Subject: blogger's note/news of the day 8/18/05 |
From: Rick Hasen |
Date: 8/19/2005, 9:58 AM |
To: election-law |
In his NY Times column today on election problems in 2000 and 2004, Paul Krugman, relying on a new book by Andrew Gumbel, says that Gumbel "documents the simple truth: 'Al Gore won the 2000 presidential election.' Two different news media consortiums reviewed Florida's ballots; both found that a full manual recount would have given the election to Mr. Gore. This was true despite a host of efforts by state and local officials to suppress likely Gore votes, most notably Ms. Harris's 'felon purge,' which disenfranchised large numbers of valid voters."
I have not yet had a chance to read Gumbel's book, but Krugman's statement is misleading. It is true that the NORC study found that had all the state's undervotes and overvotes been counted, Al Gore would have come out ahead of George Bush. But it is also true that Gore did not request such a count---he requested a count only of the undervotes, and only in certain counties. And, if I recall correctly, a statewide recount of the undervotes (what had been ordered by the Florida Supreme Court but stopped by the U.S. Supreme Court in its stay order in Bush v. Gore) also would have gone for Bush. It is also true that the NORC counters' views of which ballots counted for Gore depended in part on the partisan affiliation of the counters. (I review the literature on the count in this review essay.)
So what to make of the claim that Al Gore "really" won the election? I have a few reactions (again, not based upon anything new that might be in Gumbel's book):
1. It seems pretty clear, as Judge Posner acknowledged in his "Breaking the Deadlock" book, that more Florida voters intended to vote for Gore than for Bush. But not all of those voters translated their private intent into a valid vote that could be accurately counted using Florida's then-existing voting technology.

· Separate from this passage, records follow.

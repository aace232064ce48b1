pub mod data;
pub mod defaults;
pub mod io;
pub mod orchestrator;
pub mod printing;

pub use data::{path_display, Config, ModelOverride};
pub use io::ConfigError;

#[cfg(test)]
pub mod tests;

2. For all practical purposes, the Florida count was a statistical tie. Various commentators have summed the problem up by noting that the margin of error exceeded the margin of victory, or that counting the votes to get an accurate count was like trying to measure bacteria with a yardstick.
3. Given that the election was a statistical tie, one can point to a whole host of things that, had they gone slightly differently, would have likely put the election in Gore's hands. Among the more important "what ifs": (a) What if there had been no "butterfly ballot" in Palm Beach County? (b) What if Ralph Nader had not run, or been so successful in Florida, or had Nader voters known what was at stake with their votes? (c) What if a Democrat or a nonpartisan election official had been secretary of state? (d) What if overseas military ballots had been counted pursuant to Florida law as it existed in 2000 (on this point, one should not miss Diane Mazur's recent Election Law Journal article)? (e) What if there had been no errors in the purge of felons from Florida ballots? The list goes on.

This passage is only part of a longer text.